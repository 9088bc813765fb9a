//! SQL statement validator.
//!
//! Guards the free-form SQL mode against destructive statements. Keyword
//! checks only look at SQL code: string literals, quoted identifiers and
//! comments are blanked out first.

use crate::errors::AppError;

/// Validates SQL statements for security.
pub struct SqlValidator;

/// Keywords that are rejected wherever they appear as a whole word.
const FORBIDDEN_KEYWORDS: [&str; 3] = ["DROP", "TRUNCATE", "ALTER"];

impl SqlValidator {
    /// Validates a SQL statement for forbidden operations.
    ///
    /// # Errors
    /// Returns `AppError::Validation` for blank input or more than one
    /// statement, and `AppError::UnsafeSql` if a forbidden keyword (or
    /// `DELETE FROM`) is found.
    pub fn validate(sql: &str) -> Result<(), AppError> {
        if sql.trim().is_empty() {
            return Err(AppError::Validation("SQL statement is required".into()));
        }

        let code = code_only(sql);
        let words = words(&code);
        for keyword in FORBIDDEN_KEYWORDS {
            if words.iter().any(|w| w == keyword) {
                return Err(AppError::UnsafeSql(format!("forbidden operation: {}", keyword)));
            }
        }
        if words.windows(2).any(|w| w[0] == "DELETE" && w[1] == "FROM") {
            return Err(AppError::UnsafeSql("forbidden operation: DELETE FROM".into()));
        }

        let statements = code.split(';').filter(|s| !s.trim().is_empty()).count();
        if statements > 1 {
            return Err(AppError::Validation(
                "only a single SQL statement can be run at a time".into(),
            ));
        }
        Ok(())
    }

    /// Checks if the SQL is a SELECT query.
    pub fn is_select(sql: &str) -> bool {
        words(&code_only(sql))
            .first()
            .is_some_and(|w| w == "SELECT" || w == "WITH")
    }
}

/// Upper-cased words, split on anything that can't be part of an identifier.
fn words(code: &str) -> Vec<String> {
    code.split(|c: char| !(c.is_alphanumeric() || c == '_'))
        .filter(|w| !w.is_empty())
        .map(str::to_uppercase)
        .collect()
}

/// Replaces `'...'` literals, `"..."` identifiers, `$tag$...$tag$` bodies and
/// `--` / `/* */` comments with a single space each.
fn code_only(sql: &str) -> String {
    let chars: Vec<char> = sql.chars().collect();
    let mut out = String::with_capacity(sql.len());
    let mut i = 0;

    while i < chars.len() {
        let c = chars[i];
        let next = chars.get(i + 1).copied();
        match c {
            // A doubled quote closes and immediately reopens, which skips it too.
            '\'' | '"' => {
                i += 1;
                while i < chars.len() && chars[i] != c {
                    i += 1;
                }
                i += 1;
                out.push(' ');
            }
            '-' if next == Some('-') => {
                while i < chars.len() && chars[i] != '\n' {
                    i += 1;
                }
                out.push(' ');
            }
            '/' if next == Some('*') => {
                i += 2;
                while i < chars.len() && !(chars[i] == '*' && chars.get(i + 1) == Some(&'/')) {
                    i += 1;
                }
                i += 2;
                out.push(' ');
            }
            '$' => match dollar_tag_len(&chars[i..]) {
                Some(len) => {
                    let tag = &chars[i..i + len];
                    i += len;
                    while i < chars.len() && !chars[i..].starts_with(tag) {
                        i += 1;
                    }
                    i += len;
                    out.push(' ');
                }
                None => {
                    out.push(c);
                    i += 1;
                }
            },
            _ => {
                out.push(c);
                i += 1;
            }
        }
    }
    out
}

/// Length of a `$tag$` opener at the start of `chars`. Positional parameters
/// such as `$1` are not tags.
fn dollar_tag_len(chars: &[char]) -> Option<usize> {
    let mut j = 1;
    while j < chars.len() && (chars[j].is_alphanumeric() || chars[j] == '_') {
        j += 1;
    }
    let starts_with_digit = chars.get(1).is_some_and(|c| c.is_ascii_digit());
    (j < chars.len() && chars[j] == '$' && !starts_with_digit).then_some(j + 1)
}
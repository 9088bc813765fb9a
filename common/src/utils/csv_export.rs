//! CSV export of query results.

use serde_json::Value;

use crate::errors::{AppError, AppResult};
use crate::models::query::QueryResult;

/// Download file name for an object's export.
pub fn csv_file_name(schema: &str, object: &str) -> String {
    format!("{}_{}.csv", schema, object)
}

/// Serializes a result as CSV: a header of column names, then one record per
/// row. `NULL` becomes an empty field.
pub fn to_csv(result: &QueryResult) -> AppResult<Vec<u8>> {
    let mut writer = csv::Writer::from_writer(Vec::new());

    writer
        .write_record(result.columns.iter().map(|c| c.name.as_str()))
        .map_err(csv_error)?;
    for row in &result.rows {
        writer
            .write_record(row.iter().map(cell_text))
            .map_err(csv_error)?;
    }

    writer
        .into_inner()
        .map_err(|e| AppError::Internal(format!("CSV flush failed: {}", e)))
}

fn cell_text(value: &Value) -> String {
    match value {
        Value::Null => String::new(),
        Value::String(s) => s.clone(),
        other => other.to_string(),
    }
}

fn csv_error(e: csv::Error) -> AppError {
    AppError::Internal(format!("CSV write failed: {}", e))
}

#[cfg(test)]
mod tests {
    use super::*;
    use crate::models::query::ColumnInfo;
    use serde_json::json;

    fn column(name: &str) -> ColumnInfo {
        ColumnInfo {
            name: name.into(),
            data_type: "TEXT".into(),
        }
    }

    #[test]
    fn test_csv_file_name() {
        assert_eq!(csv_file_name("sales", "orders"), "sales_orders.csv");
    }

    #[test]
    fn test_to_csv_quotes_and_nulls() {
        let result = QueryResult {
            columns: vec![column("id"), column("note"), column("paid")],
            rows: vec![
                vec![json!(1), json!("plain"), json!(true)],
                vec![json!(2), json!("has, comma"), Value::Null],
            ],
            execution_time_ms: 3,
        };

        let text = String::from_utf8(to_csv(&result).unwrap()).unwrap();
        assert_eq!(text, "id,note,paid\n1,plain,true\n2,\"has, comma\",\n");
    }
}
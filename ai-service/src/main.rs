//! AI 智能查询服务
//!
//! 在 SQL 执行失败时，将错误信息转发给大模型并返回修复建议。
//! 建议仅供参考，不会被校验或自动执行。

mod handlers;
mod routes;
mod service;
mod state;

use anyhow::Context;
use axum::{middleware, routing::get, Json, Router};
use common::config::{load_dotenv, AppConfig, LlmConfig};
use common::middleware::request_id::request_id_middleware;
use state::AppState;
use tokio::net::TcpListener;
use tower_http::cors::{Any, CorsLayer};
use tower_http::trace::TraceLayer;
use tracing::{info, warn};
use tracing_subscriber::{layer::SubscriberExt, util::SubscriberInitExt};
use utoipa::OpenApi;

const SERVICE_NAME: &str = "ai-service";
const DEFAULT_PORT: u16 = 8083;

#[derive(OpenApi)]
#[openapi(
    info(
        title = "AI 服务 API",
        version = "0.1.0",
        description = "SQL 错误修复建议微服务"
    ),
    paths(
        handlers::suggest_sql_fix,
        handlers::health_check,
    ),
    components(schemas(
        common::models::SqlFixRequest,
        common::models::SqlFixResponse,
        handlers::HealthResponse,
    )),
    tags(
        (name = "ai", description = "AI 建议端点"),
        (name = "health", description = "健康检查端点")
    )
)]
struct ApiDoc;

#[tokio::main]
async fn main() -> anyhow::Result<()> {
    load_dotenv();

    // 初始化日志追踪
    tracing_subscriber::registry()
        .with(tracing_subscriber::fmt::layer())
        .with(
            tracing_subscriber::EnvFilter::try_from_default_env()
                .unwrap_or_else(|_| "info".into()),
        )
        .init();

    // 加载配置
    let mut config = AppConfig::load_with_service(SERVICE_NAME);
    config.port = std::env::var("SERVER_PORT")
        .ok()
        .and_then(|v| v.parse().ok())
        .unwrap_or(DEFAULT_PORT);
    let llm = LlmConfig::load();
    if llm.api_key.is_none() {
        warn!("未配置 OPENAI_API_KEY，修复建议请求将返回错误");
    }

    // 创建应用状态
    let state = AppState::new(config.clone(), llm)?;

    // 创建路由
    let app = create_router(state);

    // 启动服务
    let addr = format!("{}:{}", config.host, config.port);
    info!(service = SERVICE_NAME, address = %addr, "启动服务");

    let listener = TcpListener::bind(&addr)
        .await
        .with_context(|| format!("绑定地址失败: {}", addr))?;
    axum::serve(listener, app).await.context("服务启动失败")?;
    Ok(())
}

fn create_router(state: AppState) -> Router {
    let cors = CorsLayer::new()
        .allow_origin(Any)
        .allow_methods(Any)
        .allow_headers(Any);

    Router::new()
        .merge(routes::router())
        .route("/api-docs/openapi.json", get(openapi_json))
        .layer(middleware::from_fn(request_id_middleware))
        .layer(TraceLayer::new_for_http())
        .layer(cors)
        .with_state(state)
}

async fn openapi_json() -> Json<utoipa::openapi::OpenApi> {
    Json(ApiDoc::openapi())
}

####

# Task item:
Among the lines above, find those holding "DELETE" and copy each one.

# Your solution:
    /// `DELETE FROM`) is found.
        if words.windows(2).any(|w| w[0] == "DELETE" && w[1] == "FROM") {
            return Err(AppError::UnsafeSql("forbidden operation: DELETE FROM".into()));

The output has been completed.